▸ YOUR ASSIGNMENT: Where a line contains the word "statistics", copy that line from the records below.

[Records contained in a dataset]
_ _ _ _ _

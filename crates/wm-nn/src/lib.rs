// SPDX-License-Identifier: AGPL-3.0-or-later
// © 2025 Ryo ∴ SpiralArchitect (kishkavsesvit@icloud.com)
// Part of SpiralTorch — Licensed under AGPL-3.0-or-later.
// Unauthorized derivative works or closed redistribution prohibited under AGPL §13.

//! `nn.Module` style building blocks for the watermark encoder.
//!
//! Every layer consumes and produces channel-major `(batch, C * H * W)`
//! tensors, keeps its learnable state in named [`Parameter`]s and exposes a
//! manual `backward` that accumulates Euclidean gradients.

pub mod io;
pub mod layers;
pub mod module;

pub use io::{load_bincode, load_json, save_bincode, save_json};
pub use layers::activation::Relu;
pub use layers::conv::Conv2d;
pub use layers::conv_bn_relu::ConvBnRelu;
pub use layers::normalization::BatchNorm2d;
pub use layers::sequential::Sequential;
pub use module::{Module, Parameter, Parameterized};

pub use wm_tensor::{PureResult, Tensor, TensorError};
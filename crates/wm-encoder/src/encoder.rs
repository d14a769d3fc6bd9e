// SPDX-License-Identifier: AGPL-3.0-or-later
// © 2025 Ryo ∴ SpiralArchitect (kishkavsesvit@icloud.com)
// Part of SpiralTorch — Licensed under AGPL-3.0-or-later.
// Unauthorized derivative works or closed redistribution prohibited under AGPL §13.

//! The learned watermark encoder.
//!
//! A stack of conv/batch-norm/ReLU blocks extracts features from an
//! image-derived tensor, the message is broadcast over the spatial grid and
//! concatenated with those features and the image channels, one more block
//! fuses everything and a 1×1 convolution projects back to RGB. The
//! [`PerturbationPolicy`] decides what the model sees and how the projection
//! becomes the output image.

use std::collections::HashMap;
use tracing::{debug, trace};

use crate::config::{Frame, HiddenConfiguration};
use crate::error::{EncoderError, EncoderResult};
use crate::message::{broadcast_message, reduce_broadcast_grad};
use crate::normalize::{ChannelNormalize, RGB_CHANNELS};
use crate::policy::{sigmoid, PerturbationPolicy, PolicyKind, BIT_CHANGE_TEMPERATURE};
use crate::quantize::BitPlane;
use wm_nn::{Conv2d, ConvBnRelu, Module, Parameter, Parameterized, Sequential};
use wm_tensor::{PureResult, Tensor};

/// Tensors derived from the input image before the network runs.
struct Prepared {
    /// What the feature extractor sees.
    feature_input: Tensor,
    /// Image-derived channels concatenated after the features.
    side: Tensor,
    /// Bit-floored `[0, 1]` image for the bitwise policies.
    rounded: Option<Tensor>,
}

/// Intermediate activations of a forward pass, kept for the backward pass.
struct Activations {
    prepared: Prepared,
    concat: Tensor,
    fused: Tensor,
    raw: Tensor,
}

/// Gradients returned by [`WatermarkEncoder::backward`].
#[derive(Clone, Debug, PartialEq)]
pub struct InputGradients {
    /// Same shape as the image input.
    pub image: Tensor,
    /// `(batch, L)`, summed over every location the bit was broadcast to.
    pub message: Tensor,
}

pub struct WatermarkEncoder {
    extractor: Sequential,
    fusion: ConvBnRelu,
    projection: Conv2d,
    policy: PerturbationPolicy,
    frame: Frame,
    channels: usize,
    blocks: usize,
}

impl core::fmt::Debug for WatermarkEncoder {
    fn fmt(&self, f: &mut core::fmt::Formatter<'_>) -> core::fmt::Result {
        f.debug_struct("WatermarkEncoder")
            .field("policy", &self.policy.label())
            .field("frame", &self.frame)
            .field("channels", &self.channels)
            .field("blocks", &self.blocks)
            .finish()
    }
}

impl WatermarkEncoder {
    pub fn new(config: &HiddenConfiguration, kind: PolicyKind) -> EncoderResult<Self> {
        config.validate()?;
        let policy = PerturbationPolicy::resolve(config, kind)?;
        let frame = config.frame();
        let hw = frame.hw();
        let channels = config.encoder_channels;
        let blocks = config.encoder_blocks;

        let mut extractor = Sequential::new();
        for index in 0..blocks {
            let in_channels = if index == 0 { RGB_CHANNELS } else { channels };
            extractor.push(ConvBnRelu::new(
                &format!("encoder.extractor.{index}"),
                in_channels,
                channels,
                hw,
            )?);
        }
        let fusion_in = frame.message_length + channels + policy.side_channels();
        let fusion = ConvBnRelu::new("encoder.fusion", fusion_in, channels, hw)?;
        let projection = Conv2d::new(
            "encoder.projection",
            channels,
            RGB_CHANNELS,
            (1, 1),
            (1, 1),
            (0, 0),
            hw,
        )?;

        debug!(
            policy = policy.label(),
            height = hw.0,
            width = hw.1,
            message_length = frame.message_length,
            channels,
            blocks,
            fusion_in,
            "built watermark encoder"
        );

        Ok(Self {
            extractor,
            fusion,
            projection,
            policy,
            frame,
            channels,
            blocks,
        })
    }

    pub fn message_length(&self) -> usize {
        self.frame.message_length
    }

    pub fn frame_hw(&self) -> (usize, usize) {
        self.frame.hw()
    }

    pub fn policy(&self) -> &PerturbationPolicy {
        &self.policy
    }

    pub fn encoder_channels(&self) -> usize {
        self.channels
    }

    pub fn encoder_blocks(&self) -> usize {
        self.blocks
    }

    /// Channel count the fusion block was built for.
    pub fn fusion_in_channels(&self) -> usize {
        self.fusion.in_channels()
    }

    /// Batch statistics in every batch-norm layer.
    pub fn train(&self) {
        self.extractor.set_training(true);
        self.fusion.set_training(true);
    }

    /// Running statistics in every batch-norm layer; forward becomes a pure
    /// function of its inputs.
    pub fn eval(&self) {
        self.extractor.set_training(false);
        self.fusion.set_training(false);
    }

    fn check_inputs(&self, image: &Tensor, message: &Tensor) -> EncoderResult<usize> {
        let (batch, cols) = image.shape();
        let image_cols = RGB_CHANNELS * self.frame.plane();
        if cols != image_cols {
            return Err(EncoderError::ShapeMismatch {
                input: "image",
                expected: (batch, image_cols),
                got: (batch, cols),
            });
        }
        if message.shape() != (batch, self.frame.message_length) {
            return Err(EncoderError::ShapeMismatch {
                input: "message",
                expected: (batch, self.frame.message_length),
                got: message.shape(),
            });
        }
        Ok(batch)
    }

    fn prepare(&self, image: &Tensor) -> PureResult<Prepared> {
        match &self.policy {
            PerturbationPolicy::Direct { .. } => Ok(Prepared {
                feature_input: image.clone(),
                side: image.clone(),
                rounded: None,
            }),
            PerturbationPolicy::BitResidualSubtract { plane } => {
                let rounded = plane.floor(image);
                let normed = ChannelNormalize::image().apply(&rounded)?;
                Ok(Prepared {
                    feature_input: normed.clone(),
                    side: normed,
                    rounded: Some(rounded),
                })
            }
            PerturbationPolicy::BitResidualDirect {
                plane,
                include_image,
            } => {
                let unit = ChannelNormalize::image_inverse().apply(image)?;
                let rounded = plane.floor(&unit);
                let residual = unit.sub(&rounded)?;
                let bits = ChannelNormalize::bit_residual().apply(&residual)?;
                let side = if *include_image {
                    let normed = ChannelNormalize::image().apply(&unit)?;
                    Tensor::cat_cols(&[&normed, &bits])?
                } else {
                    bits.clone()
                };
                Ok(Prepared {
                    feature_input: bits,
                    side,
                    rounded: Some(rounded),
                })
            }
        }
    }

    fn concat(&self, message: &Tensor, features: &Tensor, side: &Tensor) -> EncoderResult<Tensor> {
        let planes = broadcast_message(message, self.frame.hw())?;
        let concat = Tensor::cat_cols(&[&planes, features, side])?;
        let expected = self.fusion_in_channels() * self.frame.plane();
        if concat.shape().1 != expected {
            return Err(EncoderError::ShapeMismatch {
                input: "fusion input",
                expected: (concat.shape().0, expected),
                got: concat.shape(),
            });
        }
        Ok(concat)
    }

    fn run(&self, image: &Tensor, message: &Tensor, replay: bool) -> EncoderResult<Activations> {
        let prepared = self.prepare(image)?;
        let features = if replay {
            self.extractor.forward_replay(&prepared.feature_input)?
        } else {
            self.extractor.forward(&prepared.feature_input)?
        };
        let concat = self.concat(message, &features, &prepared.side)?;
        let fused = if replay {
            self.fusion.forward_replay(&concat)?
        } else {
            self.fusion.forward(&concat)?
        };
        let raw = self.projection.forward(&fused)?;
        Ok(Activations {
            prepared,
            concat,
            fused,
            raw,
        })
    }

    /// Sigmoid gate of the bitwise policies, before scaling.
    fn bit_gate(&self, activations: &Activations) -> PureResult<Tensor> {
        let logits = match &self.policy {
            PerturbationPolicy::BitResidualSubtract { .. } => {
                activations.raw.sub(&activations.prepared.side)?
            }
            _ => activations.raw.clone(),
        };
        Ok(logits.map(|v| sigmoid(BIT_CHANGE_TEMPERATURE * v)))
    }

    fn compose(&self, activations: &Activations) -> EncoderResult<Tensor> {
        if let PerturbationPolicy::Direct { mask: Some(mask) } = &self.policy {
            return Ok(mask.apply(&activations.raw)?);
        }
        let (Some(plane), Some(rounded)) =
            (self.policy.bit_plane(), &activations.prepared.rounded)
        else {
            return Ok(activations.raw.clone());
        };
        let gate = self.bit_gate(activations)?;
        let mut watermarked = rounded.clone();
        watermarked.add_scaled(&gate, plane.output_scaling_factor())?;
        Ok(ChannelNormalize::image().apply(&watermarked)?)
    }

    /// Embeds `message` (`(batch, L)`) into `image` (`(batch, 3·H·W)`).
    ///
    /// The bit-residual-subtract policy expects `[0, 1]` pixels, the
    /// bit-residual-direct policy expects `[-1, 1]` pixels; both return
    /// `[-1, 1]` pixels.
    pub fn forward(&self, image: &Tensor, message: &Tensor) -> EncoderResult<Tensor> {
        let batch = self.check_inputs(image, message)?;
        trace!(policy = self.policy.label(), batch, "encoder forward");
        let activations = self.run(image, message, false)?;
        self.compose(&activations)
    }

    fn raw_gradient(&self, activations: &Activations, grad_output: &Tensor) -> EncoderResult<Tensor> {
        match (&self.policy, self.policy.bit_plane()) {
            (PerturbationPolicy::Direct { mask: Some(mask) }, _) => Ok(mask.apply(grad_output)?),
            (_, Some(plane)) => Ok(bit_gate_gradient(
                plane,
                &self.bit_gate(activations)?,
                grad_output,
            )?),
            _ => Ok(grad_output.clone()),
        }
    }

    /// Accumulates parameter gradients for `grad_output` (shaped like the
    /// output of [`forward`](Self::forward)) and returns the gradients with
    /// respect to both inputs. Bit flooring has no gradient, so the
    /// bit-residual-subtract policy always returns a zero image gradient.
    pub fn backward(
        &mut self,
        image: &Tensor,
        message: &Tensor,
        grad_output: &Tensor,
    ) -> EncoderResult<InputGradients> {
        let batch = self.check_inputs(image, message)?;
        if grad_output.shape() != image.shape() {
            return Err(EncoderError::ShapeMismatch {
                input: "grad_output",
                expected: image.shape(),
                got: grad_output.shape(),
            });
        }
        trace!(policy = self.policy.label(), batch, "encoder backward");

        let activations = self.run(image, message, true)?;
        let grad_raw = self.raw_gradient(&activations, grad_output)?;
        let grad_fused = self.projection.backward(&activations.fused, &grad_raw)?;
        let grad_concat = self.fusion.backward(&activations.concat, &grad_fused)?;

        let plane = self.frame.plane();
        let widths = [
            self.frame.message_length * plane,
            self.channels * plane,
            self.policy.side_channels() * plane,
        ];
        let mut parts = grad_concat.split_cols(&widths)?.into_iter();
        let (Some(grad_planes), Some(grad_features), Some(grad_side)) =
            (parts.next(), parts.next(), parts.next())
        else {
            return Err(EncoderError::ShapeMismatch {
                input: "fusion gradient",
                expected: (batch, widths.iter().sum()),
                got: grad_concat.shape(),
            });
        };
        let grad_feature_input = self
            .extractor
            .backward(&activations.prepared.feature_input, &grad_features)?;

        let grad_image = match &self.policy {
            PerturbationPolicy::Direct { .. } => grad_feature_input.add(&grad_side)?,
            PerturbationPolicy::BitResidualSubtract { .. } => {
                Tensor::zeros(batch, RGB_CHANNELS * plane)?
            }
            PerturbationPolicy::BitResidualDirect { include_image, .. } => {
                let to_unit = ChannelNormalize::image_inverse();
                let (grad_normed, grad_bits_side) = if *include_image {
                    let mut halves = grad_side
                        .split_cols(&[RGB_CHANNELS * plane, RGB_CHANNELS * plane])?
                        .into_iter();
                    match (halves.next(), halves.next()) {
                        (Some(normed), Some(bits)) => (Some(normed), bits),
                        _ => {
                            return Err(EncoderError::ShapeMismatch {
                                input: "side gradient",
                                expected: (batch, 2 * RGB_CHANNELS * plane),
                                got: grad_side.shape(),
                            })
                        }
                    }
                } else {
                    (None, grad_side)
                };
                let grad_bits = grad_feature_input.add(&grad_bits_side)?;
                let grad_residual = ChannelNormalize::bit_residual().backward(&grad_bits)?;
                let mut grad_unit = grad_residual;
                if let Some(grad_normed) = grad_normed {
                    let through_norm = ChannelNormalize::image().backward(&grad_normed)?;
                    grad_unit = grad_unit.add(&through_norm)?;
                }
                to_unit.backward(&grad_unit)?
            }
        };
        let grad_message =
            reduce_broadcast_grad(&grad_planes, self.frame.message_length, self.frame.hw())?;
        Ok(InputGradients {
            image: grad_image,
            message: grad_message,
        })
    }
}
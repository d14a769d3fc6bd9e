// SPDX-License-Identifier: AGPL-3.0-or-later
// © 2025 Ryo ∴ SpiralArchitect (kishkavsesvit@icloud.com)
// Part of SpiralTorch — Licensed under AGPL-3.0-or-later.
// Unauthorized derivative works or closed redistribution prohibited under AGPL §13.

pub mod activation;
pub mod conv;
pub mod conv_bn_relu;
pub mod normalization;
pub mod sequential;
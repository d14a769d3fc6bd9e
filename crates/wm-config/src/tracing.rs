// SPDX-License-Identifier: AGPL-3.0-or-later
// © 2025 Ryo ∴ SpiralArchitect (kishkavsesvit@icloud.com)
// Part of SpiralTorch — Licensed under AGPL-3.0-or-later.
// Unauthorized derivative works or closed redistribution prohibited under AGPL §13.

//! Global subscriber for encoder diagnostics.
//!
//! `RUST_LOG` selects the filter (default `info`). `WM_TRACE_CHROME=<path>`
//! additionally records a Chrome trace of encoder construction and of every
//! forward and backward pass; call [`flush_chrome_trace`] before exiting.

use std::env::VarError;
use std::io::IsTerminal;
use std::path::PathBuf;
use std::sync::{Mutex, OnceLock};

use tracing_subscriber::filter::ParseError;
use tracing_subscriber::util::TryInitError;
use tracing_subscriber::{layer::SubscriberExt, util::SubscriberInitExt, EnvFilter, Registry};

const DEFAULT_FILTER: &str = "info";
const CHROME_TRACE_VAR: &str = "WM_TRACE_CHROME";

static INSTALLED: OnceLock<()> = OnceLock::new();
static CHROME_GUARD: OnceLock<Mutex<Option<tracing_chrome::FlushGuard>>> = OnceLock::new();

/// Subscriber settings resolved from the environment.
#[derive(Clone, Debug, PartialEq, Eq)]
pub struct TracingSettings {
    /// `EnvFilter` directive string.
    pub filter: String,
    /// Destination of the Chrome trace, if one was requested.
    pub chrome_trace: Option<PathBuf>,
}

impl Default for TracingSettings {
    fn default() -> Self {
        Self {
            filter: DEFAULT_FILTER.to_string(),
            chrome_trace: None,
        }
    }
}

impl TracingSettings {
    pub fn from_env() -> Result<Self, InitError> {
        Self::from_vars(
            std::env::var(EnvFilter::DEFAULT_ENV).ok(),
            std::env::var(CHROME_TRACE_VAR),
        )
    }

    fn from_vars(filter: Option<String>, chrome: Result<String, VarError>) -> Result<Self, InitError> {
        let filter = filter
            .map(|raw| raw.trim().to_string())
            .filter(|raw| !raw.is_empty())
            .unwrap_or_else(|| DEFAULT_FILTER.to_string());
        let chrome_trace = match chrome {
            Ok(raw) if !raw.trim().is_empty() => Some(PathBuf::from(raw.trim())),
            Ok(_) | Err(VarError::NotPresent) => None,
            Err(err) => return Err(InitError::Env(err)),
        };
        Ok(Self {
            filter,
            chrome_trace,
        })
    }
}

/// Installs the global subscriber from [`TracingSettings::from_env`].
pub fn init_tracing() -> Result<(), InitError> {
    install(TracingSettings::from_env()?)
}

/// Installs the global subscriber. Only the first successful call in a
/// process takes effect.
pub fn install(settings: TracingSettings) -> Result<(), InitError> {
    let filter = EnvFilter::try_new(&settings.filter)?;
    INSTALLED
        .set(())
        .map_err(|_| InitError::AlreadyInitialised)?;

    let fmt_layer = tracing_subscriber::fmt::layer()
        .with_target(true)
        .with_ansi(std::io::stdout().is_terminal());
    let chrome_layer = settings.chrome_trace.map(|path| {
        let (layer, guard) = tracing_chrome::ChromeLayerBuilder::new()
            .file(path)
            .include_args(true)
            .build();
        let slot = CHROME_GUARD.get_or_init(|| Mutex::new(None));
        if let Ok(mut slot) = slot.lock() {
            *slot = Some(guard);
        }
        layer
    });

    Registry::default()
        .with(filter)
        .with(fmt_layer)
        .with(chrome_layer)
        .try_init()?;
    Ok(())
}

/// Flushes pending Chrome trace events. Returns `false` when no trace is
/// being recorded.
pub fn flush_chrome_trace() -> bool {
    let Some(slot) = CHROME_GUARD.get() else {
        return false;
    };
    match slot.lock() {
        Ok(guard) => match guard.as_ref() {
            Some(guard) => {
                guard.flush();
                true
            }
            None => false,
        },
        Err(_) => false,
    }
}

#[derive(Debug, thiserror::Error)]
pub enum InitError {
    #[error("tracing has already been initialised")]
    AlreadyInitialised,
    #[error("failed to read WM_TRACE_CHROME: {0}")]
    Env(VarError),
    #[error("invalid tracing filter: {0}")]
    Filter(#[from] ParseError),
    #[error("another global subscriber is installed: {0}")]
    Install(#[from] TryInitError),
}
// SPDX-License-Identifier: AGPL-3.0-or-later
// © 2025 Ryo ∴ SpiralArchitect (kishkavsesvit@icloud.com)
// Part of SpiralTorch — Licensed under AGPL-3.0-or-later.
// Unauthorized derivative works or closed redistribution prohibited under AGPL §13.

//! Process-wide runtime knobs for the watermark encoder crates.
//!
//! [`determinism`] derives reproducible RNG streams for weight initialisation
//! and [`tracing`] installs the global subscriber used by every crate.

pub mod determinism;
pub mod tracing;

_ _ _ _ _

▸ OUTPUT OF THE EXERCISE:
    /// Batch statistics in every batch-norm layer.
    /// Running statistics in every batch-norm layer; forward becomes a pure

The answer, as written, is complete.